Sunday, October 19, 2003

I'm Sorry, So Sorry. Please Accept My Apologies.

As a law student I read many cases about people suing because their feelings were hurt, suing because someone broke a promise or suing because someone made an honest mistake. I sometimes wonder whether all the legal nastiness couldn't have been prevented by a simple heart-felt apology --maybe accompanied by some roses too.

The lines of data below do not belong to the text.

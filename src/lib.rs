pub mod adapters;
pub mod config;
pub mod context;
pub mod core;
pub mod daemon;
pub mod display;
pub mod logging;
pub mod supervisor;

My friend, Matthew, passed this link along grouphug.us. It's a site for confessions, a sort of apology line. Here are some examples:
"I am utterly selfish. some part of me wants my friends to fail and get fat and be useless so I am better than them. I also take stuff that isnt mine and dont work at my job. I see everything as a competition."
"A few years ago, I fell pregnant and had an abortion. I lied to myself and everyone around me by saying it was because of medical reasons rather than through choice."

At first reading these confessions seems a bit of schadenfreude, an expression I just learned this week, "a delight in the misery of others." But the confessions make you more apt to apologize yourself or at the very least to recognize the harm you've done to others.

The radio show, This American Life, did a piece about an apology line in New York. The line was set up in 1980 by a man named Alan Bridge and lasted until his death in 1995. It's the first piece of radio that made me cry. This segment starts about 46 minutes into a provocative program about justice which includes a report on the Yugoslav war tribunal and an interview about truth commissions.